Countdown From 50 – It’s about the adventurous, fit life I plan to live from now on.

Carrot Dangles Stick, Confusion Ensues – Is about writing and publishing

A year of Un-Cookbooks – Is about my quest to find usable raw recipes that don’t make me gag.

All of this means that urban farming and farming videos will be most of what we’re doing on this blog, plus some other home and cooking stuff.

Posted in farm report, farming, raw fitness, raw food, vegan | Tagged | 3 Comments

Of veggies and Pull Ups

Following the Valentine’s Day foray into cooked food, I have had the hardest time getting back to 100% raw, and I was so determined and successful prior to that.  But yesterday I made it through an entire day on raw food even though I made Eggplant Parm for Walt last night.  Actually, it turned out that it was pretty easy to avoid the temptation this time.  I didn’t taste the vegan parmesan but it smelled correct.  The Follow Your Heart mozzarella was another story altogether.

When I went to Whole Foods on Monday, they had been out of the shredded Galaxy International vegan cheese so I had to get a block of vegan mozzarella.  It had no taste whatsoever.  After Walt shredded it, it had the texture of wet hair.  And it absolutely would not melt.  Luckily I had a little Galaxy left so I put that on top and he said it was fine, but the texture of the cheese was off-putting.  And it was slightly grey in comparison to the other cheese.

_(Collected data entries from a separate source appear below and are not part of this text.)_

//! Wire format types for the 402 payment flow.
//!
//! A resource server answers an unpaid request with `402 Payment Required`
//! and describes what it accepts. The client pays on-chain and retries the
//! request with a [`PaymentProof`] attached.
//!
//! # Key Types
//!
//! - [`PaymentRequirement`] - One acceptable way to pay, as sent by the server
//! - [`PaymentRequiredBody`] - The JSON body of a 402 response
//! - [`PaymentProof`] - Transcript of a committed payment, sent on retry
//!
//! # Wire Format
//!
//! All types serialize to JSON using camelCase field names.

use serde::{Deserialize, Serialize};
use serde_with::{VecSkipError, serde_as};

use crate::amount::Mutez;
use crate::networks;
use crate::timestamp::UnixTimestamp;

mod proof;

pub use proof::*;

/// Currency code of the chain's native asset.
pub const NATIVE_ASSET: &str = "XTZ";

/// A unit struct representing the string literal `"exact"`.
///
/// The only proof format this client produces: pay exactly the required
/// amount and present the operation hash.
#[derive(Debug, Clone, Copy, PartialEq, Eq, Hash)]
pub struct ExactScheme;

impl ExactScheme {
    /// The string literal value: `"exact"`.
    pub const VALUE: &'static str = "exact";
}

impl std::fmt::Display for ExactScheme {
    fn fmt(&self, f: &mut std::fmt::Formatter<'_>) -> std::fmt::Result {
        f.write_str(Self::VALUE)
    }
}

impl AsRef<str> for ExactScheme {
    fn as_ref(&self) -> &str {
        Self::VALUE
    }
}

fn default_scheme() -> String {
    ExactScheme::VALUE.to_owned()
}

/// Payment terms set by the resource server.
///
/// Parsed once from a 402 response and only read afterwards; the flow derives
/// its payment action from it but never alters it.
#[derive(Clone, Debug, PartialEq, Serialize, Deserialize)]
#[serde(rename_all = "camelCase")]
pub struct PaymentRequirement {
    /// The payment scheme (only `"exact"` is produced by this client).
    /// Servers that omit it are taken to mean `"exact"`.
    #[serde(default = "default_scheme")]
    pub scheme: String,
    /// Target chain identifier, e.g. `"tezos-test"`.
    pub network: String,
    /// Amount to pay, in mutez.
    pub max_amount_required: Mutez,
    /// The resource URL the payment authorizes access to.
    #[serde(default)]
    pub resource: String,
    /// Recipient address. Kept raw here; its shape is checked before paying.
    pub pay_to: String,
    /// Currency code; only [`NATIVE_ASSET`] can be paid by this client.
    pub asset: String,
    /// Unix timestamp after which the requirement is no longer valid.
    #[serde(default, skip_serializing_if = "Option::is_none")]
    pub expiry: Option<UnixTimestamp>,
    /// Human-readable description of the resource.
    #[serde(default, skip_serializing_if = "Option::is_none")]
    pub description: Option<String>,
    /// MIME type of the resource.
    #[serde(default, skip_serializing_if = "Option::is_none")]
    pub mime_type: Option<String>,
    /// Maximum time in seconds the server waits for the payment.
    #[serde(default, skip_serializing_if = "Option::is_none")]
    pub max_timeout_seconds: Option<u64>,
    /// Optional JSON schema for the resource output.
    #[serde(default, skip_serializing_if = "Option::is_none")]
    pub output_schema: Option<serde_json::Value>,
    /// Scheme-specific extra data, passed through untouched.
    #[serde(default, skip_serializing_if = "Option::is_none")]
    pub extra: Option<serde_json::Value>,
}

impl PaymentRequirement {
    /// Returns `true` if the network identifier denotes the Tezos chain.
    #[must_use]
    pub fn is_supported_network(&self) -> bool {
        networks::is_supported_network(&self.network)
    }

    /// Returns `true` if the option asks for the `"exact"` scheme, the only
    /// one this client can pay.
    #[must_use]
    pub fn is_exact_scheme(&self) -> bool {
        self.scheme == ExactScheme::VALUE
    }

    /// Returns `true` if the asset is the native currency.
    #[must_use]
    pub fn is_native_asset(&self) -> bool {
        self.asset.trim().eq_ignore_ascii_case(NATIVE_ASSET)
    }

    /// Returns `true` if an expiry is set and lies before `now`.
    #[must_use]
    pub fn is_expired(&self, now: UnixTimestamp) -> bool {
        self.expiry.is_some_and(|expiry| expiry.is_past(now))
    }
}

/// JSON body of a 402 Payment Required response.
///
/// Entries of `accepts` that fail to parse are skipped rather than failing
/// the whole body, so one malformed option does not hide the usable ones.
#[serde_as]
#[derive(Clone, Debug, Default, PartialEq, Serialize, Deserialize)]
#[serde(rename_all = "camelCase")]
pub struct PaymentRequiredBody {
    /// Protocol version, if the server states one.
    #[serde(default, skip_serializing_if = "Option::is_none")]
    pub x402_version: Option<u8>,
    /// Server-provided reason for requiring payment.
    #[serde(default, skip_serializing_if = "Option::is_none")]
    pub error: Option<String>,
    /// Acceptable payment options, in server preference order.
    #[serde_as(as = "VecSkipError<_>")]
    #[serde(default)]
    pub accepts: Vec<PaymentRequirement>,
}

impl PaymentRequiredBody {
    /// Picks the option to pay: the first `"exact"` one on a Tezos network,
    /// otherwise the first `"exact"` one overall. Options in other schemes
    /// are never picked.
    #[must_use]
    pub fn preferred(&self) -> Option<&PaymentRequirement> {
        let mut exact = self.accepts.iter().filter(|r| r.is_exact_scheme());
        exact
            .clone()
            .find(|r| r.is_supported_network())
            .or_else(|| exact.next())
    }
}

#[cfg(test)]
mod tests {
    use super::*;
    use serde_json::json;

    fn option(network: &str, pay_to: &str) -> serde_json::Value {
        json!({
            "scheme": "exact",
            "network": network,
            "maxAmountRequired": "100000",
            "resource": "https://api.example.com/resource",
            "payTo": pay_to,
            "asset": "XTZ",
        })
    }

    #[test]
    fn test_preferred_picks_first_tezos_option() {
        let body: PaymentRequiredBody = serde_json::from_value(json!({
            "x402Version": 1,
            "accepts": [
                option("base-sepolia", "0xabc"),
                option("tezos-test", "tz1KqTpEZ7Yob7QbPE4Hy4Wo8fHG8LhKxZSx"),
                option("tezos-ghostnet", "tz2BFTyPeYRzxd5aiBchbXN3WCZhx7BqbMBq"),
            ]
        }))
        .unwrap();
        let chosen = body.preferred().unwrap();
        assert_eq!(chosen.network, "tezos-test");
        assert_eq!(chosen.max_amount_required, Mutez::new(100_000));
    }

    #[test]
    fn test_preferred_falls_back_to_first() {
        let body: PaymentRequiredBody = serde_json::from_value(json!({
            "accepts": [option("base-sepolia", "0xabc"), option("solana", "abc")]
        }))
        .unwrap();
        assert_eq!(body.preferred().unwrap().network, "base-sepolia");
    }

    #[test]
    fn test_malformed_entries_are_skipped() {
        let body: PaymentRequiredBody = serde_json::from_value(json!({
            "accepts": [
                {"scheme": "exact", "network": "tezos-test"},
                option("tezos-test", "tz1KqTpEZ7Yob7QbPE4Hy4Wo8fHG8LhKxZSx"),
            ]
        }))
        .unwrap();
        assert_eq!(body.accepts.len(), 1);
    }

    #[test]
    fn test_scheme_defaults_to_exact() {
        let mut raw = option("tezos-test", "tz1KqTpEZ7Yob7QbPE4Hy4Wo8fHG8LhKxZSx");
        raw.as_object_mut().unwrap().remove("scheme");
        let req: PaymentRequirement = serde_json::from_value(raw).unwrap();
        assert_eq!(req.scheme, "exact");
    }

    #[test]
    fn test_preferred_skips_other_schemes() {
        let mut upto = option("tezos-test", "tz1KqTpEZ7Yob7QbPE4Hy4Wo8fHG8LhKxZSx");
        upto["scheme"] = json!("upto");
        let body: PaymentRequiredBody = serde_json::from_value(json!({
            "accepts": [upto.clone(), option("base", "0xabc")]
        }))
        .unwrap();
        assert_eq!(body.preferred().unwrap().network, "base");

        let only_upto: PaymentRequiredBody =
            serde_json::from_value(json!({ "accepts": [upto] })).unwrap();
        assert!(only_upto.preferred().is_none());
    }

    #[test]
    fn test_missing_accepts_is_empty() {
        let body: PaymentRequiredBody = serde_json::from_value(json!({"error": "pay"})).unwrap();
        assert!(body.preferred().is_none());
    }

    #[test]
    fn test_passthrough_metadata_survives() {
        let mut raw = option("tezos-test", "tz1KqTpEZ7Yob7QbPE4Hy4Wo8fHG8LhKxZSx");
        raw["extra"] = json!({"name": "premium"});
        raw["mimeType"] = json!("application/json");
        raw["expiry"] = json!(1_900_000_000u64);
        let req: PaymentRequirement = serde_json::from_value(raw).unwrap();
        assert_eq!(req.extra.as_ref().unwrap()["name"], "premium");
        assert_eq!(req.mime_type.as_deref(), Some("application/json"));
        assert!(!req.is_expired(UnixTimestamp::from_secs(1_800_000_000)));
        assert!(req.is_expired(UnixTimestamp::from_secs(1_900_000_001)));
    }

    #[test]
    fn test_native_asset_is_case_insensitive() {
        let mut req: PaymentRequirement =
            serde_json::from_value(option("tezos-test", "tz1KqTpEZ7Yob7QbPE4Hy4Wo8fHG8LhKxZSx"))
                .unwrap();
        assert!(req.is_native_asset());
        req.asset = "xtz".into();
        assert!(req.is_native_asset());
        req.asset = "USDT".into();
        assert!(!req.is_native_asset());
    }
}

Since I can no longer run, and can’t sit on my ass doing nothing in the way of exercise, I’ve decided to learn to rock climb.  I’ve wanted to do this for a long time.  My eventual goal is to climb ice.  I love glaciers and that would be so cool.  In pursuit of this goal I have taken stock and realized that I have very little discernible upper body strength.  That, added to the fact that I can’t spend the time going into Manhattan to go to the campus gym because of the thesis writing, equals pull up bar.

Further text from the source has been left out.